● TASK DETAILS
Only what runs from the line with "PI, max_relative = 1e-12);" to the final line of the records below should be given again, word for word.

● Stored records
┌──
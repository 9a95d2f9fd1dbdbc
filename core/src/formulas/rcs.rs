use std::f64::consts::PI;

use crate::math::DecibelHelper;
use crate::prelude::{finite, require_number, require_positive, FormulaResult};

/// Average RCS of a single resonant chaff dipole is `0.155·λ²`.
const CHAFF_DIPOLE_FACTOR: f64 = 0.155;

/// Rayleigh-region sphere RCS `π⁵·d⁶/λ⁴`, m².
///
/// Only meaningful while the diameter is small against the wavelength; that
/// regime is not checked here.
pub fn rayleigh_sphere_rcs_m2(diameter_m: f64, wavelength_m: f64) -> FormulaResult {
    let d = require_positive("diameter_m", diameter_m)?;
    let wavelength = require_positive("wavelength_m", wavelength_m)?;
    finite("rayleigh_sphere_rcs_m2", PI.powi(5) * d.powi(6) / wavelength.powi(4))
}

/// Optical-region sphere RCS, equal to its projected area, m².
pub fn optical_sphere_rcs_m2(diameter_m: f64) -> FormulaResult {
    let d = require_positive("diameter_m", diameter_m)?;
    finite("optical_sphere_rcs_m2", PI * d.powi(2) / 4.0)
}

pub fn chaff_dipole_rcs_m2(wavelength_m: f64) -> FormulaResult {
    let wavelength = require_positive("wavelength_m", wavelength_m)?;
    finite("chaff_dipole_rcs_m2", CHAFF_DIPOLE_FACTOR * wavelength.powi(2))
}

/// Sparse chaff cloud: dipole returns add in power.
pub fn chaff_cloud_rcs_m2(wavelength_m: f64, dipole_count: u64) -> FormulaResult {
    let count = require_positive("dipole_count", dipole_count as f64)?;
    finite("chaff_cloud_rcs_m2", count * chaff_dipole_rcs_m2(wavelength_m)?)
}

/// RCS an active repeater decoy simulates, dBsm.
pub fn active_decoy_rcs_dbsm(amplifier_gain_db: f64, freq_mhz: f64) -> FormulaResult {
    let gain = require_number("amplifier_gain_db", amplifier_gain_db)?;
    let freq_mhz = require_positive("freq_mhz", freq_mhz)?;
    finite("active_decoy_rcs_dbsm", 39.0 + gain - DecibelHelper::field_db(freq_mhz))
}

#[cfg(test)]
mod tests {
    use super::*;
    use approx::assert_relative_eq;

    #[test]
    fn small_sphere_in_rayleigh_region() {
        assert_relative_eq!(
            rayleigh_sphere_rcs_m2(0.01, 0.03).unwrap(),
            0.00037780207998182905,
            max_relative = 1e-9
        );
        assert!(rayleigh_sphere_rcs_m2(0.0, 0.03).is_err());
    }

    #[test]
    fn rayleigh_rcs_scales_with_inverse_fourth_power_of_wavelength() {
        let x = rayleigh_sphere_rcs_m2(0.01, 0.03).unwrap();
        let half = rayleigh_sphere_rcs_m2(0.01, 0.06).unwrap();
        assert_relative_eq!(x / half, 16.0, max_relative = 1e-9);
    }

    #[test]
    fn optical_and_chaff() {
        assert_relative_eq!(optical_sphere_rcs_m2(2.0).unwrap(), PI, max_relative = 1e-12);
        assert_relative_eq!(chaff_dipole_rcs_m2(0.1).unwrap(), 0.00155, max_relative = 1e-12);
        assert_relative_eq!(chaff_cloud_rcs_m2(0.1, 1000).unwrap(), 1.55, max_relative = 1e-12);
        assert!(chaff_cloud_rcs_m2(0.1, 0).is_err());
        assert!(optical_sphere_rcs_m2(0.0).is_err());
        assert!(optical_sphere_rcs_m2(-2.0).is_err());
        assert!(chaff_dipole_rcs_m2(0.0).is_err());
        assert!(chaff_dipole_rcs_m2(f64::NAN).is_err());
    }

    #[test]
    fn decoy_at_one_gigahertz() {
        assert_relative_eq!(
            active_decoy_rcs_dbsm(60.0, 1000.0).unwrap(),
            39.0,
            max_relative = 1e-12
        );
        assert!(active_decoy_rcs_dbsm(60.0, 0.0).is_err());
        assert!(active_decoy_rcs_dbsm(f64::NAN, 1000.0).is_err());
    }
}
└──
● REPLY
        assert_relative_eq!(optical_sphere_rcs_m2(2.0).unwrap(), PI, max_relative = 1e-12);
        assert_relative_eq!(chaff_dipole_rcs_m2(0.1).unwrap(), 0.00155, max_relative = 1e-12);
        assert_relative_eq!(chaff_cloud_rcs_m2(0.1, 1000).unwrap(), 1.55, max_relative = 1e-12);
        assert!(chaff_cloud_rcs_m2(0.1, 0).is_err());
        assert!(optical_sphere_rcs_m2(0.0).is_err());
        assert!(optical_sphere_rcs_m2(-2.0).is_err());
        assert!(chaff_dipole_rcs_m2(0.0).is_err());
        assert!(chaff_dipole_rcs_m2(f64::NAN).is_err());
    }

    #[test]
    fn decoy_at_one_gigahertz() {
        assert_relative_eq!(
            active_decoy_rcs_dbsm(60.0, 1000.0).unwrap(),
            39.0,
            max_relative = 1e-12
        );
        assert!(active_decoy_rcs_dbsm(60.0, 0.0).is_err());
        assert!(active_decoy_rcs_dbsm(f64::NAN, 1000.0).is_err());
    }
}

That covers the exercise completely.